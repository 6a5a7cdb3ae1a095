//! Prometheus metrics exposition (§4.14, §4.15, §6).
//!
//! Installs the `metrics` crate's global recorder once at startup; the
//! `rtcd_*` counters/gauges/histograms named throughout `sfu/` (signaling
//! lock hold time, data-channel loss/RTT/jitter) are recorded at their own
//! call sites via the `metrics::{counter,gauge,histogram}!` macros and
//! simply flow through whatever recorder is installed here.

use metrics_exporter_prometheus::{PrometheusBuilder, PrometheusHandle};

use crate::error::SfuError;

/// Installs the global Prometheus recorder and returns a handle whose
/// `render()` backs the `/metrics` endpoint (§6).
pub fn install() -> Result<PrometheusHandle, SfuError> {
    PrometheusBuilder::new()
        .install_recorder()
        .map_err(|e| SfuError::Config(format!("failed to install metrics recorder: {e}")))
}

**Work task**. Output the entire listing above without leaving out or altering anything.

**Your solution**.
repository 6a5a7cdb3ae1a095
//! Prometheus metrics exposition (§4.14, §4.15, §6).
//!
//! Installs the `metrics` crate's global recorder once at startup; the
//! `rtcd_*` counters/gauges/histograms named throughout `sfu/` (signaling
//! lock hold time, data-channel loss/RTT/jitter) are recorded at their own
//! call sites via the `metrics::{counter,gauge,histogram}!` macros and
//! simply flow through whatever recorder is installed here.

use metrics_exporter_prometheus::{PrometheusBuilder, PrometheusHandle};

use crate::error::SfuError;

/// Installs the global Prometheus recorder and returns a handle whose
/// `render()` backs the `/metrics` endpoint (§6).
pub fn install() -> Result<PrometheusHandle, SfuError> {
    PrometheusBuilder::new()
        .install_recorder()
        .map_err(|e| SfuError::Config(format!("failed to install metrics recorder: {e}")))
}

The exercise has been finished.